The story of the Brazilian healer Arigo, one of the most
mystifying figures in the history of occult medicine, began with dreams,
headaches, and a political campaign. It ended with a crowd of some 20,000
mourners and a controversy as unresolved today as it was when Arigo was
alive.
Arigo’s given name was José Pedro de Freitas. He was a farmer’s
son, born in the Belo Horizonte district of Brazil in 1918. His nickname, Arigo,
by which he was known, was given him while he was still a child; it can be
roughly translated as “country bumpkin.”
When he was at school, Arigo was occasionally troubled by
strange hallucinations. He would see a blinding light and sometimes he would
hear a voice speaking in a strange language. As a young man, Arigo went to work
in one of the nearby iron mines and by the time he was 25 he had been elected
president of the union local. After leading a strike in protest against the
brutal working conditions, he was fired. Arigo next began to earn his living as
the manager of a bar in the mining town of Congonhas do Campo.
The dreams that now began to plague him nightly, often leaving
him with a severe headache, were more difficult to deal with than those of his
adolescence. In them he saw the operating room of a hospital, where a stout,
baldheaded man addressed a group of doctors and nurses in the same guttural
voice that he had first heard as a child. Deeply disturbed by the insistence of
the dreams and headaches, Arigo often went to pray for help at the church of Bom
Jesus do Matosinho.
Then the dream doctor revealed his identity. He was Dr. Adolpho
Fritz, he told Arigo, and he had died during World War I. His own work had been
cut short by his death, and he had chosen Arigo, who was, he knew, a
compassionate man, to continue it for him. Henceforward, he said, Arigo would
only find peace by helping the sick and distressed people around him.
For several years the vivid nightmares and fierce headaches
continued. Then, in 1950, events passed out of Arigo’s control.
Elections were being held that year, and one of the campaigners
to visit Congonhas was Lúcio Bittencourt, a supporter of the iron miners in
their struggle for better conditions. In Congonhas he met Arigo and was so
impressed by his passionate advocacy of the miner’s cause that he invited him to
attend a political rally in Belo Horizonte, the nearest city. When the rally was
postponed, Bittencourt invited Arigo to spend the night at the hotel where he
was staying, the Hotel Financial.
Unknown to Arigo, Bittencourt was suffering from lung cancer
and his doctor had advised an immediate operation in the United States.
As Bittencourt was about to fall asleep that night, the door of
his room opened and someone put on the light. It was Arigo; his eyes were
“glazed,” and he was holding a razor.
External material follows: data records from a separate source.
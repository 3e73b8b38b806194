use thiserror::Error;

/// Crate-local result type.
pub type Result<T> = std::result::Result<T, BindError>;

/// Errors produced while marshalling values, parsing descriptors, and calling native entry points.
#[derive(Debug, Error)]
pub enum BindError {
	/// Entry point does not exist on the callable surface.
	#[error("function {name} not in library")]
	MissingEntryPoint {
		/// Fully prefixed native symbol name.
		name: String,
	},
	/// Status-returning entry point reported failure.
	#[error("function {name} call failed (status={code})")]
	NativeFailure {
		/// Fully prefixed native symbol name.
		name: String,
		/// Non-zero status code returned by the driver.
		code: i64,
	},
	/// Entry point returned a value of the wrong kind for its calling convention.
	#[error("function {name} returned {got}, expected {expected}")]
	UnexpectedReturn {
		/// Fully prefixed native symbol name.
		name: String,
		/// Return kind the caller required.
		expected: &'static str,
		/// Return kind actually produced.
		got: &'static str,
	},
	/// Mapping key has no matching field in the native struct.
	#[error("{type_name} has no field {field}")]
	UnknownField {
		/// Native struct type name.
		type_name: String,
		/// Offending key.
		field: String,
	},
	/// Sequence length does not fit the target array field.
	#[error("array length mismatch for {field}: expected {expected}, got {got}")]
	ArrayLengthMismatch {
		/// Field or property name.
		field: String,
		/// Declared capacity of the target.
		expected: ArrayCapacity,
		/// Supplied element count.
		got: usize,
	},
	/// Value shape does not match the type descriptor.
	#[error("type mismatch: expected {expected}, got {got}")]
	TypeMismatch {
		/// Expected logical value kind.
		expected: &'static str,
		/// Actual logical value kind.
		got: &'static str,
	},
	/// Numeric value does not fit the native scalar kind.
	#[error("value {value} out of range for {kind}")]
	ValueOutOfRange {
		/// Native scalar kind name.
		kind: &'static str,
		/// Rendered offending value.
		value: String,
	},
	/// Native buffer size disagrees with its type descriptor.
	#[error("native size mismatch for {type_name}: need={need}, have={have}")]
	NativeSizeMismatch {
		/// Described type name.
		type_name: String,
		/// Bytes the descriptor requires.
		need: usize,
		/// Bytes actually present.
		have: usize,
	},
	/// Not enough bytes remained for a requested read or write.
	#[error("unexpected eof at offset {at}, need {need} bytes, remaining {rem}")]
	UnexpectedEof {
		/// Byte offset where the access was attempted.
		at: usize,
		/// Requested bytes.
		need: usize,
		/// Bytes still available.
		rem: usize,
	},
	/// Descriptor text did not match the configuration grammar.
	#[error("config parse error at {position}: expected {expected}")]
	ConfigParse {
		/// Byte offset into the parsed text.
		position: usize,
		/// Production that failed to match.
		expected: &'static str,
	},
	/// Requested code parameter set is not in the parsed code table.
	#[error("unknown code name: {name}")]
	UnknownCodeName {
		/// Requested code name.
		name: String,
	},
	/// Hardware description snippet was not valid JSON.
	#[error("description: {0}")]
	Description(#[from] serde_json::Error),
}

/// Declared capacity of an array target, used in length mismatch reports.
#[derive(Debug, Clone, Copy, PartialEq, Eq)]
pub enum ArrayCapacity {
	/// Fixed inline array with exactly this many elements.
	Fixed(usize),
	/// Register window holding at most this many elements.
	AtMost(usize),
	/// Variable-length field that needs a pinned backing allocation.
	Unallocated,
}

impl std::fmt::Display for ArrayCapacity {
	fn fmt(&self, f: &mut std::fmt::Formatter<'_>) -> std::fmt::Result {
		match self {
			Self::Fixed(len) => write!(f, "exactly {len}"),
			Self::AtMost(len) => write!(f, "at most {len}"),
			Self::Unallocated => f.write_str("a fresh pinned allocation"),
		}
	}
}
Strangely enough, Bittencourt was
unafraid. Arigo began to speak in a thick German accent and in a tone quite
unlike his ordinary voice. There was an emergency, he said; there would have to
be an operation. Then Bittencourt lost consciousness.
When he came to, he found that his pajama jacket was slashed
and bloodstained and that a neat incision had been made toward the back of his
ribcage. He dressed and went into Arigo’s room.
At first Arigo thought Bittencourt was drunk. But in
Bittencourt’s room he saw the incision and bloodstained pajamas and realized
that an operation of some kind must have taken place. He had no memory, however,
of going to Bittencourt’s room and denied having had any part in the bizarre
affair. Shaken, Bittencourt caught the first available plane to Rio de Janeiro
to see his doctor.
Now Arigo was afraid. Perhaps he had performed the operation
while in some kind of trance; perhaps this was what the dreams and voices had
been leading to. He could only pray that Bittencourt had come to no harm.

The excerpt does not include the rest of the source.